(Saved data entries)

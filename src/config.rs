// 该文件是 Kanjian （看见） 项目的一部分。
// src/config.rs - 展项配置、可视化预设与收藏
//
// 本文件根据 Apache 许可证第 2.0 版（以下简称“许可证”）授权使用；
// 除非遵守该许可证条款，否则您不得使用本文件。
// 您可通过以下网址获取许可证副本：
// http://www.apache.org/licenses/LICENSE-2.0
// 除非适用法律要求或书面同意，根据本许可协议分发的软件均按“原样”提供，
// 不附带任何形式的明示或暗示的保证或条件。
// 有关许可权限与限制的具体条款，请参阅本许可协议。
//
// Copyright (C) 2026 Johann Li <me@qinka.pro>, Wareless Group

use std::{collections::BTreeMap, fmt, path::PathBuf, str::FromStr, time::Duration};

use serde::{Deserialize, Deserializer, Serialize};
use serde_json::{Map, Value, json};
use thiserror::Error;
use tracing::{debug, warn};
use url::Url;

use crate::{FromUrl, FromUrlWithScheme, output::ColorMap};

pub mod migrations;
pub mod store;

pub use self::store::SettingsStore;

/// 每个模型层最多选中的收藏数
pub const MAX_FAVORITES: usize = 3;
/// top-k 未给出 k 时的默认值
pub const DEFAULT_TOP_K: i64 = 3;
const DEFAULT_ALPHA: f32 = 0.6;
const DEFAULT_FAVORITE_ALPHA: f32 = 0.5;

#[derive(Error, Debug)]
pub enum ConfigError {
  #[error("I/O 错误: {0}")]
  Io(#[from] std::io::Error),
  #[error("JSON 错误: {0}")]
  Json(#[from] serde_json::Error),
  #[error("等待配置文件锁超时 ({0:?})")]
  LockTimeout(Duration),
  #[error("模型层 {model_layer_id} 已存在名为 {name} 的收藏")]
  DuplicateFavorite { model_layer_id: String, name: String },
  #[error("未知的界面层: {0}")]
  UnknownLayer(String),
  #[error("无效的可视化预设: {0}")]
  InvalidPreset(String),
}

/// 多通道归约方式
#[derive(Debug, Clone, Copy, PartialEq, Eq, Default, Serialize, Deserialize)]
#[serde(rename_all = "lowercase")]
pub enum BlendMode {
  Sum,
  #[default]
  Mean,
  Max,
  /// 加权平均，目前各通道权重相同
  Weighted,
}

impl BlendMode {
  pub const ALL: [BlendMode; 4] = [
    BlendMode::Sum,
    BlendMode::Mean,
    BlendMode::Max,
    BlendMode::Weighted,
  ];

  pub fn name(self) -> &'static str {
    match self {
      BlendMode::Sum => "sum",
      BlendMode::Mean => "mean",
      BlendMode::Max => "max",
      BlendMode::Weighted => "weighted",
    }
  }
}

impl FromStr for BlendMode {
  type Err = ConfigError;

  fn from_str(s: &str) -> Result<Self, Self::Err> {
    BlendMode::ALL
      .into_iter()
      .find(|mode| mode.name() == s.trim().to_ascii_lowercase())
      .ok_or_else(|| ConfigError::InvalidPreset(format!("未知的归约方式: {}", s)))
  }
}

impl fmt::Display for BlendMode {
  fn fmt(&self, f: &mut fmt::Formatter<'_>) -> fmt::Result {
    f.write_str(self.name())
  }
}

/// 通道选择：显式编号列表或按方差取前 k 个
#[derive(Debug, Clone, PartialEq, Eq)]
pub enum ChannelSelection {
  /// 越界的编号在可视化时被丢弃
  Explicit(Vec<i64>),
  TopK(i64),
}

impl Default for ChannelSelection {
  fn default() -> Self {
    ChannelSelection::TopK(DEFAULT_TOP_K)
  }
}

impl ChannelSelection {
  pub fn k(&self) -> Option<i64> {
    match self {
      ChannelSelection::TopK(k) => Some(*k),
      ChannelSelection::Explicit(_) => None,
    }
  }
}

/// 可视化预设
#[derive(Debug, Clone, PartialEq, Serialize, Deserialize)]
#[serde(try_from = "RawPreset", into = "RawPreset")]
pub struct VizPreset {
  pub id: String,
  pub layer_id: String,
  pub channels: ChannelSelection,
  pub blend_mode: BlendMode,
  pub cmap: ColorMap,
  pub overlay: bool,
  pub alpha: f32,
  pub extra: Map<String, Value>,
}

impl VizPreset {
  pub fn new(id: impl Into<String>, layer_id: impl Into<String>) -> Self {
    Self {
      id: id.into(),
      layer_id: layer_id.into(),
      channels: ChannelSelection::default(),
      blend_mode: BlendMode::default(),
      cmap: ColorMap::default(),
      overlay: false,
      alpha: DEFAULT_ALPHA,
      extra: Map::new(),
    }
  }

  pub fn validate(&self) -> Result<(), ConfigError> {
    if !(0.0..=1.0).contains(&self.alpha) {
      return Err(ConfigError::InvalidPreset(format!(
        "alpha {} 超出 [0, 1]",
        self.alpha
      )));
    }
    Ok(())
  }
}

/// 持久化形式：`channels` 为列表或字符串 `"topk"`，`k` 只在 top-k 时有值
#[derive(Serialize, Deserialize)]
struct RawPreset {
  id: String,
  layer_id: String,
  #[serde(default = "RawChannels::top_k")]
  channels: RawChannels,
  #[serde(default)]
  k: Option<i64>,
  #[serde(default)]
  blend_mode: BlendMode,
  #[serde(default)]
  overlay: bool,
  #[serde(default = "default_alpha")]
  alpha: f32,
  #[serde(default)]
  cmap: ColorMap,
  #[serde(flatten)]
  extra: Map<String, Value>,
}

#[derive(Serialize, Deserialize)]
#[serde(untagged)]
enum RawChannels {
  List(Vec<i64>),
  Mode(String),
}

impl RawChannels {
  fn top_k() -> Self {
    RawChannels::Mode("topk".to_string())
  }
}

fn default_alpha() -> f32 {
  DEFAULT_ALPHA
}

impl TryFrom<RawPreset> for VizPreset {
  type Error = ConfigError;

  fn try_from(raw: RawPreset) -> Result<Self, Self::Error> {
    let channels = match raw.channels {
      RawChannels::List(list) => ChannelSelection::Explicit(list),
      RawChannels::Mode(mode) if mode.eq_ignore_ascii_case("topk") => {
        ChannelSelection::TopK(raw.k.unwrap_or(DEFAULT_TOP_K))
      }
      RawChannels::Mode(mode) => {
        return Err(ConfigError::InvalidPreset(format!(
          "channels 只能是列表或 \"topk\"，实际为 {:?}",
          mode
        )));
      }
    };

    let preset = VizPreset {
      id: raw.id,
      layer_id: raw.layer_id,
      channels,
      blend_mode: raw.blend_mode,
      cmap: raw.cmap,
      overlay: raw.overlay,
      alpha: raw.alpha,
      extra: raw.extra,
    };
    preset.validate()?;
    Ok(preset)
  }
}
---
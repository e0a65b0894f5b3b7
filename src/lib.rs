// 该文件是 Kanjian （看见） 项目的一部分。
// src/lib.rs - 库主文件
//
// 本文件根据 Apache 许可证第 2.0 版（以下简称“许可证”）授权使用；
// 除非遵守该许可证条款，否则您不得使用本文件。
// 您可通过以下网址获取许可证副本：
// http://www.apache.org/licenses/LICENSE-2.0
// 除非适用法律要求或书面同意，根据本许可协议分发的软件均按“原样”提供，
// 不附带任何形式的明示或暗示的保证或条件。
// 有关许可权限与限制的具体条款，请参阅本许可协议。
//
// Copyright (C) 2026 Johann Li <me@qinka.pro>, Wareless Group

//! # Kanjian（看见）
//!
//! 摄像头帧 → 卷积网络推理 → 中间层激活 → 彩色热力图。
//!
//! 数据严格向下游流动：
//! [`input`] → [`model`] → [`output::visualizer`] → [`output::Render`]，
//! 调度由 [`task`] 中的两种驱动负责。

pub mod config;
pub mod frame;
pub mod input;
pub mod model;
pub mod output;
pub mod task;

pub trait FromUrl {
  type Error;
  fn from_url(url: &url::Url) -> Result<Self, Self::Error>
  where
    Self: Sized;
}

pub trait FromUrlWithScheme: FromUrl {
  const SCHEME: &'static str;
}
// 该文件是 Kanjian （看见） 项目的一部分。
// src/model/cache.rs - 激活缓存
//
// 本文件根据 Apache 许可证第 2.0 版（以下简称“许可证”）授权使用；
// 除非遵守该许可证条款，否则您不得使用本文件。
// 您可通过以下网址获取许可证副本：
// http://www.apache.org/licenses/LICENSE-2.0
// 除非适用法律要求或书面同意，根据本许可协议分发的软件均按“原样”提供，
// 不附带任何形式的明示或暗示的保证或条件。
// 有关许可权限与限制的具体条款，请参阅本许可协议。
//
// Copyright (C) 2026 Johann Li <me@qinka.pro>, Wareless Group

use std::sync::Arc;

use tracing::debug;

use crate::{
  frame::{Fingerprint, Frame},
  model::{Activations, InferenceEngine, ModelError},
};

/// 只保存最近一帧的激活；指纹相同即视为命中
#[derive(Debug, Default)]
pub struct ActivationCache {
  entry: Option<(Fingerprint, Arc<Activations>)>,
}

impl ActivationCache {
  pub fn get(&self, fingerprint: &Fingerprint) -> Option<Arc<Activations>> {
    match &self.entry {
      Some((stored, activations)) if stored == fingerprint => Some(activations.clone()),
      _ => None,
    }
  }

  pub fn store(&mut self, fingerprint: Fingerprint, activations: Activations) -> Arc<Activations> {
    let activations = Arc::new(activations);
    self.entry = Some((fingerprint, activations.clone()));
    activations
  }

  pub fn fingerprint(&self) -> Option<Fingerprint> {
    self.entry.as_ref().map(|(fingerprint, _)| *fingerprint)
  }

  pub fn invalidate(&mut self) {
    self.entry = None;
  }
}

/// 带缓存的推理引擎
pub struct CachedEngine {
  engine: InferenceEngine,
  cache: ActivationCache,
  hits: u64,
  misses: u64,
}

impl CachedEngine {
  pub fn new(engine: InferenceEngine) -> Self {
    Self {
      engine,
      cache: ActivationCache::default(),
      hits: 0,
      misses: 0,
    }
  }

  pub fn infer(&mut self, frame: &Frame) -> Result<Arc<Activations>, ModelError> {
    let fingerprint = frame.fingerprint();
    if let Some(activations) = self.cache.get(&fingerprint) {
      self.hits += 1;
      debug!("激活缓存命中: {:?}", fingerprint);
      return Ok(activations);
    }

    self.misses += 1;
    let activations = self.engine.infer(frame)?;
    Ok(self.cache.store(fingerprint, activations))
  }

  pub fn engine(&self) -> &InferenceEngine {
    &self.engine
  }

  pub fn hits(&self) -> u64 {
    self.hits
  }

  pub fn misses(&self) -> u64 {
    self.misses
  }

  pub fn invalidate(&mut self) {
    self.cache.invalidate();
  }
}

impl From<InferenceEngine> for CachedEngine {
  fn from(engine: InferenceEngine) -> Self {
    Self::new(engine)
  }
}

**TASK PROMPT**
Using the entries above, give again exactly the lines from the line holding "中间层激活 → 彩色热力图。" through the line holding "pub fn store(&mut". Include both end lines and nothing else.

**ANSWER TO THE PROBLEM**
//! 摄像头帧 → 卷积网络推理 → 中间层激活 → 彩色热力图。
//!
//! 数据严格向下游流动：
//! [`input`] → [`model`] → [`output::visualizer`] → [`output::Render`]，
//! 调度由 [`task`] 中的两种驱动负责。

pub mod config;
pub mod frame;
pub mod input;
pub mod model;
pub mod output;
pub mod task;

pub trait FromUrl {
  type Error;
  fn from_url(url: &url::Url) -> Result<Self, Self::Error>
  where
    Self: Sized;
}

pub trait FromUrlWithScheme: FromUrl {
  const SCHEME: &'static str;
}
// 该文件是 Kanjian （看见） 项目的一部分。
// src/model/cache.rs - 激活缓存
//
// 本文件根据 Apache 许可证第 2.0 版（以下简称“许可证”）授权使用；
// 除非遵守该许可证条款，否则您不得使用本文件。
// 您可通过以下网址获取许可证副本：
// http://www.apache.org/licenses/LICENSE-2.0
// 除非适用法律要求或书面同意，根据本许可协议分发的软件均按“原样”提供，
// 不附带任何形式的明示或暗示的保证或条件。
// 有关许可权限与限制的具体条款，请参阅本许可协议。
//
// Copyright (C) 2026 Johann Li <me@qinka.pro>, Wareless Group

use std::sync::Arc;

use tracing::debug;

use crate::{
  frame::{Fingerprint, Frame},
  model::{Activations, InferenceEngine, ModelError},
};

/// 只保存最近一帧的激活；指纹相同即视为命中
#[derive(Debug, Default)]
pub struct ActivationCache {
  entry: Option<(Fingerprint, Arc<Activations>)>,
}

impl ActivationCache {
  pub fn get(&self, fingerprint: &Fingerprint) -> Option<Arc<Activations>> {
    match &self.entry {
      Some((stored, activations)) if stored == fingerprint => Some(activations.clone()),
      _ => None,
    }
  }

  pub fn store(&mut self, fingerprint: Fingerprint, activations: Activations) -> Arc<Activations> {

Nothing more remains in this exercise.